(SUPPLIED RECORDS Opens)
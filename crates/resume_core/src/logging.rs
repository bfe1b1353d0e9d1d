//! Core logging bootstrap.
//!
//! # Responsibility
//! - Initialize rolling file logs at most once per process.
//! - Capture panics as sanitized, metadata-only log events.
//!
//! # Invariants
//! - Re-initialization with the same config is a no-op.
//! - Re-initialization with a different level or directory is rejected.
//! - Initialization never panics.
//! - Log events carry periods and counts only, never names or free text.

use flexi_logger::{Cleanup, Criterion, FileSpec, Logger, LoggerHandle, Naming, WriteMode};
use log::{error, info};
use once_cell::sync::OnceCell;
use std::error::Error;
use std::fmt::{Display, Formatter};
use std::path::{Path, PathBuf};

const LOG_FILE_BASENAME: &str = "resume";
const MAX_LOG_FILE_SIZE_BYTES: u64 = 2 * 1024 * 1024;
const MAX_LOG_FILES: usize = 3;
const MAX_PANIC_PAYLOAD_CHARS: usize = 120;

static LOGGING_STATE: OnceCell<LoggingState> = OnceCell::new();
static PANIC_HOOK_INSTALLED: OnceCell<()> = OnceCell::new();

struct LoggingState {
    config: LogConfig,
    _logger: LoggerHandle,
}

/// Normalized logging settings.
#[derive(Debug, Clone, PartialEq, Eq)]
pub struct LogConfig {
    /// One of `trace|debug|info|warn|error`.
    pub level: &'static str,
    /// Absolute directory for rolling log files.
    pub log_dir: PathBuf,
}

impl LogConfig {
    /// Normalizes raw `level` and `log_dir` strings.
    pub fn parse(level: &str, log_dir: &str) -> Result<Self, LoggingError> {
        Ok(Self {
            level: normalize_level(level)?,
            log_dir: normalize_log_dir(log_dir)?,
        })
    }
}

/// Logging setup failures.
#[derive(Debug)]
pub enum LoggingError {
    UnsupportedLevel(String),
    EmptyLogDir,
    RelativeLogDir(String),
    CreateDir {
        path: PathBuf,
        source: std::io::Error,
    },
    Backend(String),
    /// Logging is already active with a different config.
    Conflict {
        active: LogConfig,
        requested: LogConfig,
    },
}

impl Display for LoggingError {
    fn fmt(&self, f: &mut Formatter<'_>) -> std::fmt::Result {
        match self {
            Self::UnsupportedLevel(level) => write!(
                f,
                "unsupported log level `{level}`; expected trace|debug|info|warn|error"
            ),
            Self::EmptyLogDir => write!(f, "log_dir cannot be empty"),
            Self::RelativeLogDir(dir) => {
                write!(f, "log_dir must be an absolute path, got `{dir}`")
            }
            Self::CreateDir { path, source } => write!(
                f,
                "failed to create log directory `{}`: {source}",
                path.display()
            ),
            Self::Backend(message) => write!(f, "failed to start logger: {message}"),
            Self::Conflict { active, requested } => write!(
                f,
                "logging already initialized with level `{}` at `{}`; refusing to switch to level `{}` at `{}`",
                active.level,
                active.log_dir.display(),
                requested.level,
                requested.log_dir.display()
            ),
        }
    }
}

impl Error for LoggingError {
    fn source(&self) -> Option<&(dyn Error + 'static)> {
        match self {
            Self::CreateDir { source, .. } => Some(source),
            _ => None,
        }
    }
}

/// Initializes file logging with `level` under `log_dir`.
///
/// # Errors
/// - Unsupported level, or empty/relative/uncreatable directory.
/// - Backend setup failure.
/// - `Conflict` when already initialized with another config.
pub fn init_logging(level: &str, log_dir: &str) -> Result<(), LoggingError> {
    let requested = LogConfig::parse(level, log_dir)?;

    let state = LOGGING_STATE.get_or_try_init(|| start_logger(&requested))?;
    if state.config != requested {
        return Err(LoggingError::Conflict {
            active: state.config.clone(),
            requested,
        });
    }
    Ok(())
}

/// Returns the active config, or `None` before `init_logging` succeeds.
pub fn logging_status() -> Option<LogConfig> {
    LOGGING_STATE.get().map(|state| state.config.clone())
}

/// `debug` for debug builds, `info` for release builds.
pub fn default_log_level() -> &'static str {
    if cfg!(debug_assertions) {
        "debug"
    } else {
        "info"
    }
}

fn start_logger(config: &LogConfig) -> Result<LoggingState, LoggingError> {
    std::fs::create_dir_all(&config.log_dir).map_err(|source| LoggingError::CreateDir {
        path: config.log_dir.clone(),
        source,
    })?;

    let logger = Logger::try_with_str(config.level)
        .map_err(|err| LoggingError::Backend(err.to_string()))?
        .log_to_file(
            FileSpec::default()
                .directory(config.log_dir.as_path())
                .basename(LOG_FILE_BASENAME),
        )
        .rotate(
            Criterion::Size(MAX_LOG_FILE_SIZE_BYTES),
            Naming::Numbers,
            Cleanup::KeepLogFiles(MAX_LOG_FILES),
        )
        .write_mode(WriteMode::BufferAndFlush)
        .append()
        .format_for_files(flexi_logger::detailed_format)
        .start()
        .map_err(|err| LoggingError::Backend(err.to_string()))?;

    install_panic_hook_once();

    info!(
        "event=core_init module=logging status=ok level={} version={} platform={}",
        config.level,
        env!("CARGO_PKG_VERSION"),
        std::env::consts::OS
    );

    Ok(LoggingState {
        config: config.clone(),
        _logger: logger,
    })
}

fn normalize_level(level: &str) -> Result<&'static str, LoggingError> {
    match level.trim().to_ascii_lowercase().as_str() {
        "trace" => Ok("trace"),
        "debug" => Ok("debug"),
        "info" => Ok("info"),
        "warn" | "warning" => Ok("warn"),
        "error" => Ok("error"),
        other => Err(LoggingError::UnsupportedLevel(other.to_string())),
    }
}

fn normalize_log_dir(log_dir: &str) -> Result<PathBuf, LoggingError> {
    let trimmed = log_dir.trim();
    if trimmed.is_empty() {
        return Err(LoggingError::EmptyLogDir);
    }
    let path = Path::new(trimmed);
    if !path.is_absolute() {
        return Err(LoggingError::RelativeLogDir(trimmed.to_string()));
    }
    Ok(path.to_path_buf())
}

fn install_panic_hook_once() {
    if PANIC_HOOK_INSTALLED.set(()).is_err() {
        return;
    }

    let previous_hook = std::panic::take_hook();
    std::panic::set_hook(Box::new(move |panic_info| {
        let location = panic_info
            .location()
            .map(|loc| format!("{}:{}", loc.file(), loc.line()))
            .unwrap_or_else(|| "unknown".to_string());
        let payload = panic_payload_summary(panic_info);
        error!(
            "event=panic_captured module=core status=error location={} payload={}",
            location, payload
        );
        previous_hook(panic_info);
    }));
}

fn panic_payload_summary(info: &std::panic::PanicHookInfo<'_>) -> String {
    let payload = if let Some(message) = info.payload().downcast_ref::<&str>() {
        (*message).to_string()
    } else if let Some(message) = info.payload().downcast_ref::<String>() {
        message.clone()
    } else {
        "non-string panic payload".to_string()
    };

    sanitize_message(&payload, MAX_PANIC_PAYLOAD_CHARS)
}

fn sanitize_message(value: &str, max_chars: usize) -> String {
    let normalized = value.replace(['\n', '\r'], " ");
    let mut truncated = normalized.chars().take(max_chars).collect::<String>();
    if normalized.chars().count() > max_chars {
        truncated.push_str("...");
    }
    truncated
}
//! Employment history domain model.
//!
//! # Responsibility
//! - Define the validated record value and the timeline aggregate.
//! - Keep every business invariant inside constructors and `add_record`.
//!
//! # Invariants
//! - Invalid records and overlapping timelines are unrepresentable.
//! - Nothing in this module performs I/O.

pub mod record;
pub mod timeline;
(SUPPLIED RECORDS Closes)
All the records above need to be printed exactly.

filename crates/resume_core/src/logging.rs
repository bfe1b1353d0e9d1d
//! Core logging bootstrap.
//!
//! # Responsibility
//! - Initialize rolling file logs at most once per process.
//! - Capture panics as sanitized, metadata-only log events.
//!
//! # Invariants
//! - Re-initialization with the same config is a no-op.
//! - Re-initialization with a different level or directory is rejected.
//! - Initialization never panics.
//! - Log events carry periods and counts only, never names or free text.

use flexi_logger::{Cleanup, Criterion, FileSpec, Logger, LoggerHandle, Naming, WriteMode};
use log::{error, info};
use once_cell::sync::OnceCell;
use std::error::Error;
use std::fmt::{Display, Formatter};
use std::path::{Path, PathBuf};

const LOG_FILE_BASENAME: &str = "resume";
const MAX_LOG_FILE_SIZE_BYTES: u64 = 2 * 1024 * 1024;
const MAX_LOG_FILES: usize = 3;
const MAX_PANIC_PAYLOAD_CHARS: usize = 120;

static LOGGING_STATE: OnceCell<LoggingState> = OnceCell::new();
static PANIC_HOOK_INSTALLED: OnceCell<()> = OnceCell::new();

struct LoggingState {
    config: LogConfig,
    _logger: LoggerHandle,
}

/// Normalized logging settings.
#[derive(Debug, Clone, PartialEq, Eq)]
pub struct LogConfig {
    /// One of `trace|debug|info|warn|error`.
    pub level: &'static str,
    /// Absolute directory for rolling log files.
    pub log_dir: PathBuf,
}

impl LogConfig {
    /// Normalizes raw `level` and `log_dir` strings.
    pub fn parse(level: &str, log_dir: &str) -> Result<Self, LoggingError> {
        Ok(Self {
            level: normalize_level(level)?,
            log_dir: normalize_log_dir(log_dir)?,
        })
    }
}

/// Logging setup failures.
#[derive(Debug)]
pub enum LoggingError {
    UnsupportedLevel(String),
    EmptyLogDir,
    RelativeLogDir(String),
    CreateDir {
        path: PathBuf,
        source: std::io::Error,
    },
    Backend(String),
    /// Logging is already active with a different config.
    Conflict {
        active: LogConfig,
        requested: LogConfig,
    },
}

impl Display for LoggingError {
    fn fmt(&self, f: &mut Formatter<'_>) -> std::fmt::Result {
        match self {
            Self::UnsupportedLevel(level) => write!(
                f,
                "unsupported log level `{level}`; expected trace|debug|info|warn|error"
            ),
            Self::EmptyLogDir => write!(f, "log_dir cannot be empty"),
            Self::RelativeLogDir(dir) => {
                write!(f, "log_dir must be an absolute path, got `{dir}`")
            }
            Self::CreateDir { path, source } => write!(
                f,
                "failed to create log directory `{}`: {source}",
                path.display()
            ),
            Self::Backend(message) => write!(f, "failed to start logger: {message}"),
            Self::Conflict { active, requested } => write!(
                f,
                "logging already initialized with level `{}` at `{}`; refusing to switch to level `{}` at `{}`",
                active.level,
                active.log_dir.display(),
                requested.level,
                requested.log_dir.display()
            ),
        }
    }
}

impl Error for LoggingError {
    fn source(&self) -> Option<&(dyn Error + 'static)> {
        match self {
            Self::CreateDir { source, .. } => Some(source),
            _ => None,
        }
    }
}

/// Initializes file logging with `level` under `log_dir`.
///
/// # Errors
/// - Unsupported level, or empty/relative/uncreatable directory.
/// - Backend setup failure.
/// - `Conflict` when already initialized with another config.
pub fn init_logging(level: &str, log_dir: &str) -> Result<(), LoggingError> {
    let requested = LogConfig::parse(level, log_dir)?;

    let state = LOGGING_STATE.get_or_try_init(|| start_logger(&requested))?;
    if state.config != requested {
        return Err(LoggingError::Conflict {
            active: state.config.clone(),
            requested,
        });
    }
    Ok(())
}

/// Returns the active config, or `None` before `init_logging` succeeds.
pub fn logging_status() -> Option<LogConfig> {
    LOGGING_STATE.get().map(|state| state.config.clone())
}

/// `debug` for debug builds, `info` for release builds.
pub fn default_log_level() -> &'static str {
    if cfg!(debug_assertions) {
        "debug"
    } else {
        "info"
    }
}

fn start_logger(config: &LogConfig) -> Result<LoggingState, LoggingError> {
    std::fs::create_dir_all(&config.log_dir).map_err(|source| LoggingError::CreateDir {
        path: config.log_dir.clone(),
        source,
    })?;

    let logger = Logger::try_with_str(config.level)
        .map_err(|err| LoggingError::Backend(err.to_string()))?
        .log_to_file(
            FileSpec::default()
                .directory(config.log_dir.as_path())
                .basename(LOG_FILE_BASENAME),
        )
        .rotate(
            Criterion::Size(MAX_LOG_FILE_SIZE_BYTES),
            Naming::Numbers,
            Cleanup::KeepLogFiles(MAX_LOG_FILES),
        )
        .write_mode(WriteMode::BufferAndFlush)
        .append()
        .format_for_files(flexi_logger::detailed_format)
        .start()
        .map_err(|err| LoggingError::Backend(err.to_string()))?;

    install_panic_hook_once();

    info!(
        "event=core_init module=logging status=ok level={} version={} platform={}",
        config.level,
        env!("CARGO_PKG_VERSION"),
        std::env::consts::OS
    );

    Ok(LoggingState {
        config: config.clone(),
        _logger: logger,
    })
}

fn normalize_level(level: &str) -> Result<&'static str, LoggingError> {
    match level.trim().to_ascii_lowercase().as_str() {
        "trace" => Ok("trace"),
        "debug" => Ok("debug"),
        "info" => Ok("info"),
        "warn" | "warning" => Ok("warn"),
        "error" => Ok("error"),
        other => Err(LoggingError::UnsupportedLevel(other.to_string())),
    }
}

fn normalize_log_dir(log_dir: &str) -> Result<PathBuf, LoggingError> {
    let trimmed = log_dir.trim();
    if trimmed.is_empty() {
        return Err(LoggingError::EmptyLogDir);
    }
    let path = Path::new(trimmed);
    if !path.is_absolute() {
        return Err(LoggingError::RelativeLogDir(trimmed.to_string()));
    }
    Ok(path.to_path_buf())
}

fn install_panic_hook_once() {
    if PANIC_HOOK_INSTALLED.set(()).is_err() {
        return;
    }

    let previous_hook = std::panic::take_hook();
    std::panic::set_hook(Box::new(move |panic_info| {
        let location = panic_info
            .location()
            .map(|loc| format!("{}:{}", loc.file(), loc.line()))
            .unwrap_or_else(|| "unknown".to_string());
        let payload = panic_payload_summary(panic_info);
        error!(
            "event=panic_captured module=core status=error location={} payload={}",
            location, payload
        );
        previous_hook(panic_info);
    }));
}

fn panic_payload_summary(info: &std::panic::PanicHookInfo<'_>) -> String {
    let payload = if let Some(message) = info.payload().downcast_ref::<&str>() {
        (*message).to_string()
    } else if let Some(message) = info.payload().downcast_ref::<String>() {
        message.clone()
    } else {
        "non-string panic payload".to_string()
    };

    sanitize_message(&payload, MAX_PANIC_PAYLOAD_CHARS)
}

fn sanitize_message(value: &str, max_chars: usize) -> String {
    let normalized = value.replace(['\n', '\r'], " ");
    let mut truncated = normalized.chars().take(max_chars).collect::<String>();
    if normalized.chars().count() > max_chars {
        truncated.push_str("...");
    }
    truncated
}
//! Employment history domain model.
//!
//! # Responsibility
//! - Define the validated record value and the timeline aggregate.
//! - Keep every business invariant inside constructors and `add_record`.
//!
//! # Invariants
//! - Invalid records and overlapping timelines are unrepresentable.
//! - Nothing in this module performs I/O.

pub mod record;
pub mod timeline;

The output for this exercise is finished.